CIT says talks with government have ceased
* Bankruptcy possible
* CIT stock halted (Adds comments, details throughout)
By Karey Wutkowski and Jonathan Stempel
WASHINGTON/NEW YORK, July 15 (Reuters) - CIT Group Inc (
), a lender to hundreds of thousands of small and mid-sized U.S. businesses, said on Wednesday that bailout talks with the government had ended, a development that could ultimately drive the company into bankruptcy. CIT.N
The announcement followed last-ditch talks in which Treasury officials had expressed concern about a worsening liquidity crunch at the 101-year old lender and indications that government aid would not put it on a path to recovery.
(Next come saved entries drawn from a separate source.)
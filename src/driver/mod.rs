pub mod api;
#[cfg(test)]
pub mod mock;
pub mod traits;
pub mod web;

pub use api::ApiDriver;
pub use traits::{ActionRequest, PlatformDriver, RawOutcome, SlotCalendar};
pub use web::WebDriver;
It also showed the possible limits of Washington's ability and willingness to rescue companies, after multiple bailouts engineered by Treasury, the Federal Reserve and the Federal Deposit Insurance Corp for larger companies such as American International Group Inc (
) and Citigroup Inc ( AIG.N ). C.N
"At least in the eyes of the Fed and the eyes of the Treasury, we've turned the corner, such that the systemic kinds of risks facing the economy may be well past," said Mike Knebel, a portfolio manager at Ferguson Wellman Capital Management in Portland, Oregon, which recently sold CIT bonds.
In a brief statement, New York-based CIT said "discussions with government agencies had ceased" and that "there is no appreciable likelihood of additional government support being provided over the near term." CIT said its management, directors and advisers were evaluating alternatives.
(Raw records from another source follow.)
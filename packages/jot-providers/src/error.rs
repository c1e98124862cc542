use reqwest::StatusCode;

pub type Result<T, E = Error> = std::result::Result<T, E>;

#[derive(Debug, thiserror::Error)]
pub enum Error {
	#[error(transparent)]
	Reqwest(#[from] reqwest::Error),
	#[error(transparent)]
	SerdeJson(#[from] serde_json::Error),
	#[error(transparent)]
	InvalidHeaderName(#[from] reqwest::header::InvalidHeaderName),
	#[error(transparent)]
	InvalidHeaderValue(#[from] reqwest::header::InvalidHeaderValue),
	#[error("{message}")]
	InvalidConfig { message: String },
	#[error("{message}")]
	InvalidResponse { message: String },
}
impl Error {
	/// Whether another attempt may succeed: connect failures, timeouts, rate limits and
	/// server-side errors.
	pub fn is_transient(&self) -> bool {
		match self {
			Self::Reqwest(err) =>
				err.is_timeout()
					|| err.is_connect()
					|| err.status().is_some_and(|status| {
						status == StatusCode::TOO_MANY_REQUESTS || status.is_server_error()
					}),
			_ => false,
		}
	}
}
A Treasury official said the talks ended after it became clear that CIT's liquidity had deteriorated too much, and the company had failed to show that it could raise private capital to stay solvent. A CIT bankruptcy, nonetheless, is not a foregone conclusion, the official told Reuters.
The Treasury Department also said there were limits to its ability to help troubled companies.
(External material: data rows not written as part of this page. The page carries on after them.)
use std::{
	fs,
	path::{Path, PathBuf},
};

use clap::{Parser, Subcommand};
use color_eyre::eyre;
use serde::Serialize;
use time::{OffsetDateTime, format_description::well_known::Rfc3339};
use tracing_subscriber::EnvFilter;

use jot_config::{Config, EmbeddingProviderConfig};
use jot_search::{
	CandidateFilter, DefaultProvider, EmbeddingProvider, Entry, HybridRanker, RankMode,
};

#[derive(Debug, Parser)]
#[command(
	version = jot_cli::VERSION,
	about = jot_cli::ABOUT,
	rename_all = "kebab",
	styles = jot_cli::styles(),
)]
pub struct Args {
	#[arg(long, short = 'c', value_name = "FILE")]
	pub config: PathBuf,
	/// JSON array of entries as exported from the record store.
	#[arg(long, short = 'e', value_name = "FILE")]
	pub entries: PathBuf,
	#[command(subcommand)]
	pub command: Command,
}

#[derive(Debug, Subcommand)]
pub enum Command {
	/// Rank entries against a query and print the hits as JSON.
	Search(SearchArgs),
	/// Fill in missing embeddings and print the updated entries as JSON.
	Embed(EmbedArgs),
}

#[derive(Debug, clap::Args)]
pub struct SearchArgs {
	/// Free text; wrap words in double quotes to require them verbatim.
	#[arg(long, short = 'q', default_value = "")]
	pub query: String,
	#[arg(long, short = 'k', value_name = "N", value_parser = jot_cli::parse_positive)]
	pub top_k: Option<u32>,
	#[arg(long)]
	pub tag: Option<String>,
	#[arg(long)]
	pub user_id: Option<String>,
	#[arg(long, value_name = "RFC3339", value_parser = parse_rfc3339)]
	pub start: Option<OffsetDateTime>,
	#[arg(long, value_name = "RFC3339", value_parser = parse_rfc3339)]
	pub end: Option<OffsetDateTime>,
}

#[derive(Debug, clap::Args)]
pub struct EmbedArgs {
	/// Re-embed entries that already carry a vector.
	#[arg(long)]
	pub force: bool,
}

#[derive(Debug, Serialize)]
pub struct SearchOutput<'a> {
	pub query: String,
	pub mode: RankMode,
	pub top_k: u32,
	pub candidate_count: usize,
	pub filtered_count: usize,
	pub items: Vec<SearchItem<'a>>,
}

#[derive(Debug, Serialize)]
pub struct SearchItem<'a> {
	pub entry: &'a Entry,
	#[serde(skip_serializing_if = "Option::is_none")]
	pub distance: Option<f32>,
}

pub async fn run(args: Args) -> color_eyre::Result<()> {
	let config = jot_config::load(&args.config)?;

	init_tracing(&config);

	let mut entries = load_entries(&args.entries)?;

	match &args.command {
		Command::Search(search_args) => {
			let ranker = HybridRanker::new(config.providers.embedding.clone());
			let output = search(&ranker, &config, &entries, search_args).await?;

			println!("{}", serde_json::to_string_pretty(&output)?);
		},
		Command::Embed(embed_args) => {
			let updated = backfill_embeddings(
				&DefaultProvider,
				&config.providers.embedding,
				&mut entries,
				embed_args.force,
			)
			.await?;

			tracing::info!(updated, total = entries.len(), "Embeddings backfilled.");

			println!("{}", serde_json::to_string_pretty(&entries)?);
		},
	}

	Ok(())
}

pub async fn search<'a>(
	ranker: &HybridRanker,
	config: &Config,
	entries: &'a [Entry],
	args: &SearchArgs,
) -> color_eyre::Result<SearchOutput<'a>> {
	if let (Some(start), Some(end)) = (args.start, args.end)
		&& start > end
	{
		return Err(eyre::eyre!("--start must not be later than --end."));
	}

	let filter = CandidateFilter {
		user_id: args.user_id.clone(),
		tag: args.tag.clone(),
		start: args.start,
		end: args.end,
	};
	let candidates = filter.select(entries);
	let top_k = resolve_top_k(args.top_k, config);
	let outcome = ranker.rank_scored(&candidates, &args.query, top_k as usize).await?;

	tracing::info!(
		mode = ?outcome.mode,
		candidates = candidates.len(),
		returned = outcome.items.len(),
		"Search finished."
	);

	let items = outcome
		.items
		.iter()
		.map(|item| SearchItem { entry: *item.record, distance: item.distance })
		.collect();

	Ok(SearchOutput {
		query: args.query.clone(),
		mode: outcome.mode,
		top_k,
		candidate_count: candidates.len(),
		filtered_count: outcome.filtered,
		items,
	})
}

/// Embeds every entry lacking a vector (or all of them with `force`) in one provider call.
///
/// Entries with blank text are left untouched. Returns how many entries were updated.
pub async fn backfill_embeddings(
	provider: &dyn EmbeddingProvider,
	cfg: &EmbeddingProviderConfig,
	entries: &mut [Entry],
	force: bool,
) -> color_eyre::Result<usize> {
	let targets: Vec<usize> = entries
		.iter()
		.enumerate()
		.filter(|(_, entry)| !entry.text.trim().is_empty() && (force || !entry.has_embedding()))
		.map(|(idx, _)| idx)
		.collect();

	if targets.is_empty() {
		return Ok(0);
	}

	let texts: Vec<String> = targets.iter().map(|&idx| entries[idx].text.clone()).collect();
	let vectors = provider.embed(cfg, &texts).await?;

	if vectors.len() != targets.len() {
		return Err(eyre::eyre!(
			"Provider returned {} embeddings for {} entries.",
			vectors.len(),
			targets.len()
		));
	}

	for (idx, vector) in targets.iter().zip(vectors) {
		entries[*idx].embedding = Some(vector);
	}

	Ok(targets.len())
}

pub fn resolve_top_k(requested: Option<u32>, config: &Config) -> u32 {
	requested.unwrap_or(config.search.default_top_k).clamp(1, config.search.max_top_k)
}

pub fn load_entries(path: &Path) -> color_eyre::Result<Vec<Entry>> {
	let raw = fs::read_to_string(path)
		.map_err(|err| eyre::eyre!("Failed to read entries file at {path:?}: {err}"))?;
	let entries = serde_json::from_str(&raw)
		.map_err(|err| eyre::eyre!("Failed to parse entries file at {path:?}: {err}"))?;

	Ok(entries)
}

fn parse_rfc3339(raw: &str) -> Result<OffsetDateTime, String> {
	OffsetDateTime::parse(raw.trim(), &Rfc3339)
		.map_err(|err| format!("{raw:?} is not RFC 3339: {err}"))
}

fn init_tracing(config: &Config) {
	let filter =
		EnvFilter::try_new(&config.service.log_level).unwrap_or_else(|_| EnvFilter::new("info"));

	tracing_subscriber::fmt().with_env_filter(filter).with_writer(std::io::stderr).init();
}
"Even during periods of financial stress, we believe that there is a very high threshold for exceptional government assistance to individual companies," it said in a statement.
CIT's travails were also a vexing problem for the Obama administration, which had to assess the risk of failing to bail out a large company whose collapse would, by itself, likely not pose a "systemic" risk to the financial system.